During this extended period of bitter cold temperatures, Rome Fire Chief Ronald M. Brement said homeowners should follow some safety tips to ensure they don’t experience frozen pipes. Investigators declared a house fire on Route 26 Monday afternoon caused by the use of a heat gun on frozen pipes. The chief said a blow torch should never be used when trying to thaw frozen pipes because they can cause sparks, and that heat gun users need to be especially cautious.
“The best recommendation is to leave your cabinet doors open if (bathroom) pipes are exposed to the exterior wall, and make sure (room) doors are open so there is air flow in the room,” Brement said. “You should also keep faucets at a trickle in remote areas where pipes are on exterior walls so there is constant water flow.”
In case the precautions don’t work and residents still have an issue, “the best thing is to place a space heater in the area of the frozen pipes, with nothing around it,” the chief said. “But you need to keep an eye on it because if a pipe nearby is frozen, when it thaws, it will leak, so it can result in a secondary problem if you don’t notice the leak.”

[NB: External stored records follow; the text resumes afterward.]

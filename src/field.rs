//! Vector fields defined by a pair of bivariate functions.
//!
//! Each component is carried twice: as a Rust closure, evaluated on the host
//! by the [`VectorFieldSampler`](crate::VectorFieldSampler), and as a WGSL
//! expression in the variable `p: vec2<f32>`, spliced into the particle
//! kernel. The two must describe the same function.
//!
//! # Example
//!
//! ```ignore
//! use fieldflow::{BivariateFunction, VectorField};
//!
//! // (x, y) -> (sin(y), x / 2)
//! let field = VectorField::new(
//!     BivariateFunction::new(|p| p.y.sin(), "sin(p.y)"),
//!     BivariateFunction::new(|p| p.x * 0.5, "p.x * 0.5"),
//! );
//! ```

use std::fmt;
use std::sync::Arc;

use glam::Vec2;

/// A scalar function of a cartesian point.
#[derive(Clone)]
pub struct BivariateFunction {
    function: Arc<dyn Fn(Vec2) -> f32 + Send + Sync>,
    wgsl: String,
}

impl BivariateFunction {
    /// Pair a host closure with its WGSL equivalent.
    pub fn new<F>(function: F, wgsl: impl Into<String>) -> Self
    where
        F: Fn(Vec2) -> f32 + Send + Sync + 'static,
    {
        Self {
            function: Arc::new(function),
            wgsl: wgsl.into(),
        }
    }

    /// The constant function.
    pub fn constant(value: f32) -> Self {
        Self::new(move |_| value, format!("{value:?}"))
    }

    pub fn evaluate(&self, point: Vec2) -> f32 {
        (self.function)(point)
    }

    /// WGSL expression in `p`.
    pub fn wgsl(&self) -> &str {
        &self.wgsl
    }
}

impl fmt::Debug for BivariateFunction {
    fn fmt(&self, f: &mut fmt::Formatter<'_>) -> fmt::Result {
        f.debug_struct("BivariateFunction")
            .field("wgsl", &self.wgsl)
            .finish_non_exhaustive()
    }
}

/// A 2D vector field: one function per component.
#[derive(Clone, Debug)]
pub struct VectorField {
    x_function: BivariateFunction,
    y_function: BivariateFunction,
}

impl VectorField {
    pub fn new(x_function: BivariateFunction, y_function: BivariateFunction) -> Self {
        Self {
            x_function,
            y_function,
        }
    }

    /// Zero everywhere.
    pub fn zero() -> Self {
        Self::new(BivariateFunction::constant(0.0), BivariateFunction::constant(0.0))
    }

    /// Counter-clockwise rotation about the origin: (-y, x).
    pub fn rotation() -> Self {
        Self::new(
            BivariateFunction::new(|p| -p.y, "-p.y"),
            BivariateFunction::new(|p| p.x, "p.x"),
        )
    }

    /// Saddle point at the origin: (x, -y).
    pub fn saddle() -> Self {
        Self::new(
            BivariateFunction::new(|p| p.x, "p.x"),
            BivariateFunction::new(|p| -p.y, "-p.y"),
        )
    }

    /// Flow outward from the origin: (x, y).
    pub fn source() -> Self {
        Self::new(
            BivariateFunction::new(|p| p.x, "p.x"),
            BivariateFunction::new(|p| p.y, "p.y"),
        )
    }

    /// Flow into the origin: (-x, -y).
    pub fn sink() -> Self {
        Self::new(
            BivariateFunction::new(|p| -p.x, "-p.x"),
            BivariateFunction::new(|p| -p.y, "-p.y"),
        )
    }

    /// Interfering sine waves: (sin(y), sin(x)).
    pub fn waves() -> Self {
        Self::new(
            BivariateFunction::new(|p| p.y.sin(), "sin(p.y)"),
            BivariateFunction::new(|p| p.x.sin(), "sin(p.x)"),
        )
    }

    pub fn x_function(&self) -> &BivariateFunction {
        &self.x_function
    }

    pub fn y_function(&self) -> &BivariateFunction {
        &self.y_function
    }

    /// Field direction at a cartesian point.
    pub fn evaluate(&self, point: Vec2) -> Vec2 {
        Vec2::new(self.x_function.evaluate(point), self.y_function.evaluate(point))
    }

    /// WGSL definition of `fn field(p: vec2<f32>) -> vec2<f32>`.
    pub fn to_wgsl(&self) -> String {
        format!(
            r#"fn field(p: vec2<f32>) -> vec2<f32> {{
    return vec2<f32>({x}, {y});
}}
"#,
            x = self.x_function.wgsl(),
            y = self.y_function.wgsl(),
        )
    }
}
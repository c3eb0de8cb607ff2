//! Colour ramps for magnitude shading.

use glam::Vec3;

/// An 8-bit RGBA colour, as handed to the drawing surface.
#[derive(Debug, Clone, Copy, PartialEq, Eq)]
pub struct Color {
    pub r: u8,
    pub g: u8,
    pub b: u8,
    pub a: u8,
}

impl Color {
    pub const fn rgb(r: u8, g: u8, b: u8) -> Self {
        Self { r, g, b, a: 255 }
    }

    pub const fn rgba(r: u8, g: u8, b: u8, a: u8) -> Self {
        Self { r, g, b, a }
    }

    /// Convert from linear 0.0-1.0 components, clamping out-of-range values.
    pub fn from_vec3(color: Vec3) -> Self {
        let c = color.clamp(Vec3::ZERO, Vec3::ONE) * 255.0;
        Self::rgb(c.x.round() as u8, c.y.round() as u8, c.z.round() as u8)
    }

    /// Components as 0.0-1.0 floats.
    pub fn to_array(self) -> [f32; 4] {
        [
            self.r as f32 / 255.0,
            self.g as f32 / 255.0,
            self.b as f32 / 255.0,
            self.a as f32 / 255.0,
        ]
    }
}

/// Background behind the plot.
pub const BACKGROUND_COLOUR: Color = Color::rgb(20, 20, 24);

/// Axes and labels.
pub const FOREGROUND_COLOUR: Color = Color::rgb(220, 220, 220);

/// Particle markers.
pub const PARTICLE_COLOUR: Color = Color::rgb(100, 100, 100);

/// Colour ramps for mapping a normalized magnitude to a colour.
#[derive(Debug, Clone, Copy, PartialEq, Eq, Default)]
pub enum Palette {
    /// Blue through cyan, green and yellow to red (default).
    #[default]
    Heat,

    /// Viridis - perceptually uniform, colorblind-friendly (purple to yellow).
    Viridis,

    /// Magma - perceptually uniform (black to yellow through red).
    Magma,

    /// Ocean - cool blues and teals.
    Ocean,

    /// Grayscale - black to white.
    Grayscale,
}

impl Palette {
    /// Get the color stops for this palette (5 colors).
    pub fn colors(&self) -> [Vec3; 5] {
        match self {
            Palette::Heat => [
                Vec3::new(0.0, 0.0, 1.0), // Blue
                Vec3::new(0.0, 1.0, 1.0), // Cyan
                Vec3::new(0.0, 1.0, 0.0), // Green
                Vec3::new(1.0, 1.0, 0.0), // Yellow
                Vec3::new(1.0, 0.0, 0.0), // Red
            ],
            Palette::Viridis => [
                Vec3::new(0.267, 0.004, 0.329), // Dark purple
                Vec3::new(0.282, 0.140, 0.458), // Purple
                Vec3::new(0.127, 0.566, 0.551), // Teal
                Vec3::new(0.369, 0.789, 0.383), // Green
                Vec3::new(0.993, 0.906, 0.144), // Yellow
            ],
            Palette::Magma => [
                Vec3::new(0.001, 0.0, 0.014),   // Black
                Vec3::new(0.329, 0.071, 0.435), // Purple
                Vec3::new(0.716, 0.215, 0.475), // Pink
                Vec3::new(0.994, 0.541, 0.380), // Orange
                Vec3::new(0.987, 0.991, 0.749), // Light yellow
            ],
            Palette::Ocean => [
                Vec3::new(0.0, 0.05, 0.15),
                Vec3::new(0.0, 0.2, 0.4),
                Vec3::new(0.0, 0.4, 0.6),
                Vec3::new(0.2, 0.6, 0.8),
                Vec3::new(0.6, 0.85, 1.0),
            ],
            Palette::Grayscale => [
                Vec3::new(0.0, 0.0, 0.0), // Black
                Vec3::new(0.25, 0.25, 0.25),
                Vec3::new(0.5, 0.5, 0.5),
                Vec3::new(0.75, 0.75, 0.75),
                Vec3::new(1.0, 1.0, 1.0), // White
            ],
        }
    }

    /// Colour at `t` along the ramp, linearly interpolated between stops.
    ///
    /// `t` is clamped to 0.0-1.0; NaN maps to the first stop.
    pub fn sample(&self, t: f32) -> Color {
        let stops = self.colors();
        let t = if t.is_nan() { 0.0 } else { t.clamp(0.0, 1.0) };

        let scaled = t * (stops.len() - 1) as f32;
        let index = (scaled.floor() as usize).min(stops.len() - 2);
        let local = scaled - index as f32;

        Color::from_vec3(stops[index].lerp(stops[index + 1], local))
    }
}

One of the best tools to use on a frozen pipe is a hair dryer, Brement recommended. As for heat guns, “they can generate higher temperatures, but if you’re not careful, or if you set it down or leave it unoccupied, it can cause a fire. So make sure to keep an eye on what you’re doing.”
And if frozen pipes are an on-going problem in the home, “Think about insulation in the summer to tackle the issue for next year,” he said. “Whether you use spray foam or install insulation, a little preventative work during the summer months can go a long way.”